■ **What you have to do**: Give each record below again, without a single difference.

### Records for the task ###

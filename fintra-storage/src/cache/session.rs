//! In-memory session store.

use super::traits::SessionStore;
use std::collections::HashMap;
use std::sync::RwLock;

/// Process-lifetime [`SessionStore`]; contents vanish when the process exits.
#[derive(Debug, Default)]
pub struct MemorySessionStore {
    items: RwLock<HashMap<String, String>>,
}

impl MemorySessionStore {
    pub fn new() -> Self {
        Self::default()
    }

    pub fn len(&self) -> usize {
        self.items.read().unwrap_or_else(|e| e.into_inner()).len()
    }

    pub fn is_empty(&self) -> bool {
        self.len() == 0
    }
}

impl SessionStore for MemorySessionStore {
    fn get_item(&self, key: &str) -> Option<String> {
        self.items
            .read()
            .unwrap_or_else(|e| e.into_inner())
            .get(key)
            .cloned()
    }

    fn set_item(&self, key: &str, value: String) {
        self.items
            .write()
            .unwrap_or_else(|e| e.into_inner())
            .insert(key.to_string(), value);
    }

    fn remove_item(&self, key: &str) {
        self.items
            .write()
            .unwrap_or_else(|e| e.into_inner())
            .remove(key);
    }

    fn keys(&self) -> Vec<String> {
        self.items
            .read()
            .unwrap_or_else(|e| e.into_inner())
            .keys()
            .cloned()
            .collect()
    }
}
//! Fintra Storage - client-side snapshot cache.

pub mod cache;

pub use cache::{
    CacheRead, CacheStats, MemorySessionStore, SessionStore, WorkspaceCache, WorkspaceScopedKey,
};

###

■ **Problem solution**:
filename fintra-storage/src/cache/session.rs
//! In-memory session store.

use super::traits::SessionStore;
use std::collections::HashMap;
use std::sync::RwLock;

/// Process-lifetime [`SessionStore`]; contents vanish when the process exits.
#[derive(Debug, Default)]
pub struct MemorySessionStore {
    items: RwLock<HashMap<String, String>>,
}

impl MemorySessionStore {
    pub fn new() -> Self {
        Self::default()
    }

    pub fn len(&self) -> usize {
        self.items.read().unwrap_or_else(|e| e.into_inner()).len()
    }

    pub fn is_empty(&self) -> bool {
        self.len() == 0
    }
}

impl SessionStore for MemorySessionStore {
    fn get_item(&self, key: &str) -> Option<String> {
        self.items
            .read()
            .unwrap_or_else(|e| e.into_inner())
            .get(key)
            .cloned()
    }

    fn set_item(&self, key: &str, value: String) {
        self.items
            .write()
            .unwrap_or_else(|e| e.into_inner())
            .insert(key.to_string(), value);
    }

    fn remove_item(&self, key: &str) {
        self.items
            .write()
            .unwrap_or_else(|e| e.into_inner())
            .remove(key);
    }

    fn keys(&self) -> Vec<String> {
        self.items
            .read()
            .unwrap_or_else(|e| e.into_inner())
            .keys()
            .cloned()
            .collect()
    }
}
//! Fintra Storage - client-side snapshot cache.

pub mod cache;

pub use cache::{
    CacheRead, CacheStats, MemorySessionStore, SessionStore, WorkspaceCache, WorkspaceScopedKey,
};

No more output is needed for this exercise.